Approved by House Speaker T.W. Shannon, the study is scheduled for the morning of Nov. 12.
“This study is important because as elected officials we obligate ourselves to manage public funds, maintain sound policies and procedures at the highest level possible,” said Quinn, R-Claremore. “In many of the occupations that affect our lives for example hair stylist, teachers, insurance agents, real estate agents and plumbers, citizens must get a certification to practice their trade. Even people that work at our local restaurants have to get a food handlers license, which requires they pass a test. When you talk to the everyday citizen they say it just makes sense the elected official have a basic knowledge of the office they desire to hold. Having this knowledge before you take office can be even more critical when your responsible for budgets and expenditures which can range in the millions of taxpayer dollars.”
The same standard is not currently applied to county officials, he said.

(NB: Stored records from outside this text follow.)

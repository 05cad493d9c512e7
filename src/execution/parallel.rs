use async_trait::async_trait;
use futures::stream::{FuturesUnordered, StreamExt};
use tokio_util::sync::CancellationToken;
use tracing::{debug, warn};

use super::{BlockTeardown, ExecutionStrategy};
use crate::error::{SequenceError, SequenceResult};
use crate::logging::log_error;
use crate::progress::{ProgressSink, SourcedProgress};
use crate::sequence::{SequenceContainer, SequenceEntity};

/// Start every child at once and wait for all of them
///
/// Each child runs in its own task. A failed child never stops its
/// siblings. Only an abort cancels the remaining branches.
#[derive(Debug, Clone, Copy, Default)]
pub struct ParallelStrategy;

#[async_trait]
impl ExecutionStrategy for ParallelStrategy {
    fn name(&self) -> &'static str {
        "parallel"
    }

    async fn execute(
        &self,
        context: &SequenceContainer,
        progress: &ProgressSink,
        cancel: &CancellationToken,
    ) -> SequenceResult<()> {
        context.initialize_block();
        let _teardown = BlockTeardown::new(context);

        if cancel.is_cancelled() {
            return Err(SequenceError::Cancelled);
        }
        context.start_block();

        let children = context.items();
        let branches = cancel.child_token();
        // Branches live in their own tasks; make sure they stop with us
        let _stop_branches = branches.clone().drop_guard();
        debug!(
            container = %context.name(),
            branches = children.len(),
            "Starting parallel block"
        );

        let mut in_flight = FuturesUnordered::new();
        for child in children {
            let sink = SourcedProgress::sink(child.name(), progress.clone());
            let branch = branches.clone();
            in_flight.push(tokio::spawn(async move {
                let result = child.run(&sink, &branch).await;
                (child, result)
            }));
        }

        let mut failure: Option<SequenceError> = None;
        while let Some(joined) = in_flight.next().await {
            let (child, result) = match joined {
                Ok(branch) => branch,
                Err(err) => {
                    log_error(
                        "parallel_strategy",
                        "join_branch",
                        &err.to_string(),
                        Some(context.name()),
                    );
                    continue;
                }
            };
            let Err(err) = result else {
                continue;
            };
            if matches!(err, SequenceError::Aborted { .. }) {
                warn!(
                    container = %context.name(),
                    child = %child.name(),
                    error = %err,
                    "Parallel branch aborted the run, cancelling siblings"
                );
                branches.cancel();
            }
            // An abort explains the cancellations it causes, so it wins
            failure = match failure {
                Some(existing @ SequenceError::Aborted { .. }) => Some(existing),
                _ => Some(err),
            };
        }

        if let Some(err) = failure {
            return Err(err);
        }

        context.finish_block();
        context.increment_iterations();
        Ok(())
    }

    fn clone_strategy(&self) -> Box<dyn ExecutionStrategy> {
        Box::new(*self)
    }
}
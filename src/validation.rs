//! Precondition validation for sequence entities.
//!
//! Items and triggers that depend on live equipment expose [`Validatable`].
//! A failed validation turns into a skip carrying the collected issues.

use parking_lot::Mutex;
use serde::{Deserialize, Serialize};
use uuid::Uuid;

/// Validation collaborator contract
pub trait Validatable: Send + Sync {
    /// Re-evaluate preconditions, refreshing the issue list
    fn validate(&self) -> bool;

    /// Human-readable issues found by the last `validate` call
    fn issues(&self) -> Vec<String>;
}

/// Issue list that validatable implementations can embed
#[derive(Debug, Default)]
pub struct IssueList {
    issues: Mutex<Vec<String>>,
}

impl IssueList {
    pub fn new() -> Self {
        Self::default()
    }

    /// Replace the stored issues; returns true when the new list is empty
    pub fn replace(&self, issues: Vec<String>) -> bool {
        let valid = issues.is_empty();
        *self.issues.lock() = issues;
        valid
    }

    pub fn snapshot(&self) -> Vec<String> {
        self.issues.lock().clone()
    }
}

/// Issues reported by one entity during a tree-wide validation pass
#[derive(Debug, Clone, PartialEq, Eq, Serialize, Deserialize)]
pub struct ValidationIssue {
    pub entity_id: Uuid,
    pub entity_name: String,
    pub issues: Vec<String>,
}

/// Message carried by the skip signal raised for a failed validation
pub fn skip_reason(issues: &[String]) -> String {
    if issues.is_empty() {
        "Validation failed".to_string()
    } else {
        issues.join(", ")
    }
}
//! # Sequence Tree
//!
//! The runnable nodes of a sequence: leaf [`SequenceItem`]s wrapping user
//! actions, composite [`SequenceContainer`]s, loop [`SequenceCondition`]s and
//! event-driven [`SequenceTrigger`]s.
//!
//! Every node shares the [`SequenceEntity`] capability set. Children hold only
//! a weak reference to their container, so the tree is owned top-down.

pub mod condition;
pub mod conditions;
pub mod container;
pub mod entity;
pub mod item;
pub mod trigger;
pub mod triggers;

pub use condition::SequenceCondition;
pub use conditions::{LoopCondition, TimeCondition, TimeSpanCondition};
pub use container::{RunningItem, SequenceContainer};
pub use entity::{EntityMetadata, SequenceEntity};
pub use item::{SequenceAction, SequenceItem};
pub use trigger::{SequenceTrigger, TriggerPolicy};
pub use triggers::{AfterCountTrigger, CountSource, HistoryCounter, IntervalTrigger};
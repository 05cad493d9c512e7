use serde::{Deserialize, Serialize};

/// Events that drive entity status transitions
#[derive(Debug, Clone, PartialEq, Serialize, Deserialize)]
#[serde(tag = "type", content = "data")]
pub enum EntityEvent {
    /// `run` was invoked
    Start,
    /// The action completed
    Complete,
    /// Precondition failure, local cancellation or an external `skip`
    Skip,
    /// The action raised an error
    Fail(String),
    /// Run-wide cancellation observed while running
    Revert,
    /// Explicit reset so the node can run again (loop iteration, trigger re-fire)
    Reset,
}

impl EntityEvent {
    /// Get a string representation of the event type for logging
    pub fn event_type(&self) -> &'static str {
        match self {
            Self::Start => "start",
            Self::Complete => "complete",
            Self::Skip => "skip",
            Self::Fail(_) => "fail",
            Self::Revert => "revert",
            Self::Reset => "reset",
        }
    }

    /// Extract error message if this is a failure event
    pub fn error_message(&self) -> Option<&str> {
        match self {
            Self::Fail(msg) => Some(msg),
            _ => None,
        }
    }

    /// Create a failure event with the given error message
    pub fn fail_with_error(error: impl Into<String>) -> Self {
        Self::Fail(error.into())
    }
}
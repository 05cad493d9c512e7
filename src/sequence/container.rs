//! # Sequence Containers
//!
//! A [`SequenceContainer`] is the composite node of the sequence tree. It holds
//! an ordered list of children plus the conditions and triggers attached to it,
//! and delegates the iteration itself to an injected [`ExecutionStrategy`].
//!
//! Children keep only a weak back-reference to the container. The container
//! keeps a weak reference to itself so it can hand that link out when
//! children are attached.

use async_trait::async_trait;
use chrono::{DateTime, Utc};
use dashmap::DashMap;
use parking_lot::RwLock;
use serde::{Deserialize, Serialize};
use std::sync::atomic::{AtomicU32, Ordering};
use std::sync::{Arc, Weak};
use std::time::Duration;
use tokio_util::sync::CancellationToken;
use tracing::{debug, info};
use uuid::Uuid;

use super::condition::SequenceCondition;
use super::entity::{EntityCore, EntityMetadata, SequenceEntity};
use super::trigger::SequenceTrigger;
use crate::config::ErrorBehavior;
use crate::error::{SequenceError, SequenceResult};
use crate::execution::{ExecutionStrategy, ParallelStrategy, SequentialStrategy};
use crate::logging::{log_entity_transition, log_error};
use crate::progress::ProgressSink;
use crate::state_machine::{EntityEvent, EntityStatus};
use crate::validation::ValidationIssue;

/// Entry of the root's in-flight registry
#[derive(Debug, Clone, PartialEq, Eq, Serialize, Deserialize)]
pub struct RunningItem {
    pub id: Uuid,
    pub name: String,
    pub started_at: DateTime<Utc>,
}

pub struct SequenceContainer {
    core: EntityCore,
    self_ref: Weak<SequenceContainer>,
    items: RwLock<Vec<Arc<dyn SequenceEntity>>>,
    conditions: RwLock<Vec<Arc<dyn SequenceCondition>>>,
    triggers: RwLock<Vec<Arc<SequenceTrigger>>>,
    iterations: AtomicU32,
    strategy: Box<dyn ExecutionStrategy>,
    running_items: DashMap<Uuid, RunningItem>,
    default_error_behavior: RwLock<Option<ErrorBehavior>>,
    /// Container a trigger runner is currently executing on behalf of
    trigger_host: RwLock<Weak<SequenceContainer>>,
}
// SPDX-License-Identifier: MIT OR Apache-2.0
// Copyright (c) 2025 pipetopo contributors

//! Run status vocabulary
//!
//! The execution backend reports each run instance's `last_status` as a
//! plain string. This module maps those strings onto [`RunStatus`] and holds
//! the two predicates gating is built from: "has not started yet" and
//! "reached a final result".

use serde::{Deserialize, Deserializer, Serialize, Serializer};
use std::fmt;

/// Status of a step's most recent run instance
#[derive(Debug, Clone, PartialEq, Eq, Hash)]
pub enum RunStatus {
    /// Created but not started
    Pending,
    /// Legacy synonym of `Pending` used by older backends
    Assigning,
    /// Waiting for a runner
    Queueing,
    /// Executing on a runner
    Running,
    /// Finished successfully
    Success,
    /// Finished with an error
    Failed,
    /// Some assigned runners are still executing
    PartialRunning,
    /// Some assigned runners succeeded, others have not finished
    PartialSuccess,
    /// Cancelled by a user
    Canceled,
    /// Empty status string; the run was never touched
    Unset,
    /// Anything else, including a missing field
    Unknown(String),
}

impl RunStatus {
    /// Parse a backend status string. Never fails.
    pub fn parse(s: &str) -> Self {
        match s.trim() {
            "" => Self::Unset,
            "pending" => Self::Pending,
            "assigning" => Self::Assigning,
            "queueing" => Self::Queueing,
            "running" => Self::Running,
            "success" => Self::Success,
            "failed" => Self::Failed,
            "partial_running" => Self::PartialRunning,
            "partial_success" => Self::PartialSuccess,
            "canceled" => Self::Canceled,
            other => Self::Unknown(other.to_string()),
        }
    }

    /// Wire form of the status
    pub fn as_str(&self) -> &str {
        match self {
            Self::Pending => "pending",
            Self::Assigning => "assigning",
            Self::Queueing => "queueing",
            Self::Running => "running",
            Self::Success => "success",
            Self::Failed => "failed",
            Self::PartialRunning => "partial_running",
            Self::PartialSuccess => "partial_success",
            Self::Canceled => "canceled",
            Self::Unset => "",
            Self::Unknown(s) => s,
        }
    }

    /// True when the run has not been started: `pending`, `assigning` or `""`
    pub fn is_not_started(&self) -> bool {
        matches!(self, Self::Pending | Self::Assigning | Self::Unset)
    }

    /// True when the run reached `success` or `failed`
    pub fn is_finished(&self) -> bool {
        matches!(self, Self::Success | Self::Failed)
    }

    /// True while a runner is working on (or waiting for) the run
    pub fn is_active(&self) -> bool {
        matches!(
            self,
            Self::Queueing | Self::Running | Self::PartialRunning | Self::PartialSuccess
        )
    }

    /// Single-glyph badge shown in the status bar
    pub fn glyph(&self) -> &'static str {
        match self {
            Self::Pending | Self::Assigning | Self::Unset => "○",
            Self::Queueing => "◔",
            Self::Running => "▶",
            Self::Success => "✓",
            Self::Failed => "✗",
            Self::PartialRunning => "…▶",
            Self::PartialSuccess => "…✓",
            Self::Canceled => "⊘",
            Self::Unknown(_) => "?",
        }
    }

    /// Human readable label
    pub fn label(&self) -> &'static str {
        match self {
            Self::Pending | Self::Assigning | Self::Unset => "pending",
            Self::Queueing => "queueing",
            Self::Running => "running",
            Self::Success => "success",
            Self::Failed => "failed",
            Self::PartialRunning => "partially running",
            Self::PartialSuccess => "partially succeeded",
            Self::Canceled => "canceled",
            Self::Unknown(_) => "unknown",
        }
    }
}

impl Default for RunStatus {
    /// A record without `last_status` is neither startable nor finished.
    fn default() -> Self {
        Self::Unknown(String::new())
    }
}

impl fmt::Display for RunStatus {
    fn fmt(&self, f: &mut fmt::Formatter<'_>) -> fmt::Result {
        match self {
            Self::Unset => write!(f, "\"\""),
            Self::Unknown(s) if s.is_empty() => write!(f, "unknown"),
            other => write!(f, "{}", other.as_str()),
        }
    }
}

impl Serialize for RunStatus {
    fn serialize<S: Serializer>(&self, serializer: S) -> Result<S::Ok, S::Error> {
        serializer.serialize_str(self.as_str())
    }
}

impl<'de> Deserialize<'de> for RunStatus {
    fn deserialize<D: Deserializer<'de>>(deserializer: D) -> Result<Self, D::Error> {
        // null is treated like a missing field
        let raw = Option::<String>::deserialize(deserializer)?;
        Ok(raw.map(|s| Self::parse(&s)).unwrap_or_default())
    }
}
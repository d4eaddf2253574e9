// SPDX-License-Identifier: MIT OR Apache-2.0
// Copyright (c) 2025 pipetopo contributors

//! Run-state aggregation
//!
//! Converts a flat job snapshot into execution groups and decides which
//! advance controls are currently usable. Everything here is a pure function
//! of the snapshot; callers regroup on every poll.

mod engine;
mod gate;
mod graph;
mod run;
mod summary;

pub use engine::{group, members, ExecutionGroup};
pub use gate::{advanceable, can_advance, can_advance_step, gates, Gate, GatePosition};
pub use graph::{RunGraph, Transition};
pub use run::{load_snapshot, parse_snapshot, SnapshotFormat, StepRun};
pub use summary::{summarize, RunSummary};
// SPDX-License-Identifier: MIT OR Apache-2.0
// Copyright (c) 2025 pipetopo contributors

//! Configuration loading
//!
//! Settings come from `.pipetopo.yaml` (or `.pipetopo.toml`) in the working
//! directory, then from the user configuration directory, then defaults.

use std::path::{Path, PathBuf};

use directories::ProjectDirs;
use serde::{Deserialize, Serialize};

use crate::errors::{TopoError, TopoResult};

/// Config file names looked up in the working directory, in order
pub const CONFIG_FILE_NAMES: &[&str] = &[".pipetopo.yaml", ".pipetopo.yml", ".pipetopo.toml"];

/// Default poll interval in seconds
pub const DEFAULT_POLL_INTERVAL_SECS: u64 = 5;

/// Top-level configuration
#[derive(Debug, Clone, PartialEq, Eq, Serialize, Deserialize)]
pub struct Config {
    /// Seconds between snapshot polls in `watch`
    #[serde(default = "default_poll_interval")]
    pub poll_interval_secs: u64,

    /// Commands relaying requests to the execution backend
    #[serde(default)]
    pub backend: BackendConfig,

    /// Session context exported to backend commands
    #[serde(default)]
    pub context: ContextConfig,

    /// Output settings
    #[serde(default)]
    pub display: DisplayConfig,
}

fn default_poll_interval() -> u64 {
    DEFAULT_POLL_INTERVAL_SECS
}

impl Default for Config {
    fn default() -> Self {
        Self {
            poll_interval_secs: DEFAULT_POLL_INTERVAL_SECS,
            backend: BackendConfig::default(),
            context: ContextConfig::default(),
            display: DisplayConfig::default(),
        }
    }
}

/// Backend command templates.
///
/// `{run_id}` and `{pipeline_id}` are substituted before the command runs.
#[derive(Debug, Clone, PartialEq, Eq, Serialize, Deserialize)]
pub struct BackendConfig {
    /// Shell used to run the commands
    #[serde(default = "default_shell")]
    pub shell: String,

    /// Starts the run instance `{run_id}`
    #[serde(default, skip_serializing_if = "Option::is_none")]
    pub start_command: Option<String>,

    /// Cancels the run instance `{run_id}`
    #[serde(default, skip_serializing_if = "Option::is_none")]
    pub cancel_command: Option<String>,

    /// Persists the order of pipeline `{pipeline_id}`; receives the order JSON on stdin
    #[serde(default, skip_serializing_if = "Option::is_none")]
    pub persist_command: Option<String>,

    /// Prints a run snapshot as JSON
    #[serde(default, skip_serializing_if = "Option::is_none")]
    pub fetch_command: Option<String>,
}

fn default_shell() -> String {
    "sh".to_string()
}

impl Default for BackendConfig {
    fn default() -> Self {
        Self {
            shell: default_shell(),
            start_command: None,
            cancel_command: None,
            persist_command: None,
            fetch_command: None,
        }
    }
}

/// Explicit session context
#[derive(Debug, Clone, Default, PartialEq, Eq, Serialize, Deserialize)]
pub struct ContextConfig {
    /// Base URL of the backend API
    #[serde(default, skip_serializing_if = "Option::is_none")]
    pub api_base: Option<String>,

    /// User the requests are made for
    #[serde(default, skip_serializing_if = "Option::is_none")]
    pub user: Option<String>,

    /// Environment variable holding the API token
    #[serde(default, skip_serializing_if = "Option::is_none")]
    pub token_env: Option<String>,
}

impl ContextConfig {
    /// Environment exported to backend commands
    pub fn env(&self) -> Vec<(String, String)> {
        let mut env = Vec::new();

        if let Some(ref base) = self.api_base {
            env.push(("PIPETOPO_API_BASE".to_string(), base.clone()));
        }
        if let Some(ref user) = self.user {
            env.push(("PIPETOPO_USER".to_string(), user.clone()));
        }
        if let Some(ref var) = self.token_env {
            match std::env::var(var) {
                Ok(token) => env.push(("PIPETOPO_TOKEN".to_string(), token)),
                Err(_) => tracing::warn!(variable = %var, "token variable is not set"),
            }
        }

        env
    }
}

/// Output settings
#[derive(Debug, Clone, PartialEq, Eq, Serialize, Deserialize)]
pub struct DisplayConfig {
    /// Colour terminal output
    #[serde(default = "default_color")]
    pub color: bool,
}

fn default_color() -> bool {
    true
}

impl Default for DisplayConfig {
    fn default() -> Self {
        Self { color: true }
    }
}

impl Config {
    /// Load from a file; a missing file yields the defaults
    pub fn load(path: &Path) -> TopoResult<Self> {
        if !path.exists() {
            return Ok(Self::default());
        }

        let content = std::fs::read_to_string(path).map_err(|e| TopoError::FileReadError {
            path: path.to_path_buf(),
            error: e.to_string(),
        })?;

        let config: Self = if path.extension().is_some_and(|ext| ext == "toml") {
            toml::from_str(&content)?
        } else {
            serde_yaml::from_str(&content)?
        };

        config.validate()?;
        tracing::debug!(path = %path.display(), "loaded configuration");
        Ok(config)
    }

    /// Find the config file for a working directory
    pub fn discover(dir: &Path) -> Option<PathBuf> {
        CONFIG_FILE_NAMES
            .iter()
            .map(|name| dir.join(name))
            .find(|p| p.exists())
            .or_else(|| user_config_path().filter(|p| p.exists()))
    }

    /// Load from an explicit path, or discover one from `dir`
    pub fn resolve(explicit: Option<&Path>, dir: &Path) -> TopoResult<Self> {
        match explicit {
            Some(path) if !path.exists() => Err(TopoError::FileReadError {
                path: path.to_path_buf(),
                error: "file does not exist".into(),
            }),
            Some(path) => Self::load(path),
            None => match Self::discover(dir) {
                Some(path) => Self::load(&path),
                None => Ok(Self::default()),
            },
        }
    }

    /// Save as YAML
    pub fn save(&self, path: &Path) -> TopoResult<()> {
        let content = serde_yaml::to_string(self)?;
        std::fs::write(path, content).map_err(|e| TopoError::FileWriteError {
            path: path.to_path_buf(),
            error: e.to_string(),
        })
    }

    fn validate(&self) -> TopoResult<()> {
        if self.poll_interval_secs == 0 {
            return Err(TopoError::InvalidConfig {
                reason: "poll_interval_secs must be greater than zero".into(),
                help: Some(format!("The default is {}", DEFAULT_POLL_INTERVAL_SECS)),
            });
        }
        if self.backend.shell.trim().is_empty() {
            return Err(TopoError::InvalidConfig {
                reason: "backend.shell is empty".into(),
                help: Some("Use a shell such as 'sh' or 'bash'".into()),
            });
        }
        Ok(())
    }

    /// Whether output should be coloured, honouring `NO_COLOR`
    pub fn use_color(&self) -> bool {
        self.display.color && std::env::var_os("NO_COLOR").is_none()
    }
}

/// Per-user config file location
pub fn user_config_path() -> Option<PathBuf> {
    ProjectDirs::from("", "", "pipetopo").map(|dirs| dirs.config_dir().join("config.yaml"))
}

/// Generate a commented default `.pipetopo.yaml`
pub fn generate_default_config() -> String {
    format!(
        r#"# pipetopo configuration

# Seconds between snapshot polls in `pipetopo watch`
poll_interval_secs: {}

backend:
  shell: sh
  # Placeholders: {{run_id}}, {{pipeline_id}}
  # start_command: "curl -fsS -X POST $PIPETOPO_API_BASE/api/start_job_step/{{run_id}}"
  # cancel_command: "curl -fsS -X POST $PIPETOPO_API_BASE/api/cancel_job_step/{{run_id}}"
  # The order JSON is written to stdin
  # persist_command: "curl -fsS -X POST -d @- $PIPETOPO_API_BASE/api/pipeline/{{pipeline_id}}/sort"
  # fetch_command: "curl -fsS $PIPETOPO_API_BASE/api/job/1"

context: {{}}
  # api_base: "http://localhost:8080"
  # user: "alice"
  # token_env: "PIPETOPO_API_TOKEN"

display:
  color: true
"#,
        DEFAULT_POLL_INTERVAL_SECS
    )
}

“It would have been beneficial for me as a newly elected state representative back 2010 to have received some basic knowledge of the processes and procedures before taking office,” Quinn said. “At this point we may want to look at these same requirements for the Oklahoma State Legislature as well as county officials.
“If people working in other professions are required to pass a test, is it asking too much of our elected officials to have the same requirement. I don’t want our elected officials to take a test, hoping they fail. I want them to take a test and pass to prove they have retained the information and are qualified to hold the office.”
Quinn said the goal is to require elected county officials to receive a basic level of training that is specific to the job requirements needed to fulfill the obligations of the office. Specific knowledge as it relates to our elected offices is critical to avoiding costly financial mistakes at the taxpayers’ expense, he said.
“If we truly care about the people we represent, we will embrace the idea of being better trained so we can serve our constituents at a higher level,” Quinn said.
Currently most elected county officials are required to take a minimal amount of training and testing is optional. The county assessor has seven courses they must take and pass. The county sheriff and his deputies must receive 80 hours of training to become CLEET-certified.
Quinn hopes once the information has been collected and the study is complete, there will be a reasonable solution to better training for elected county officials.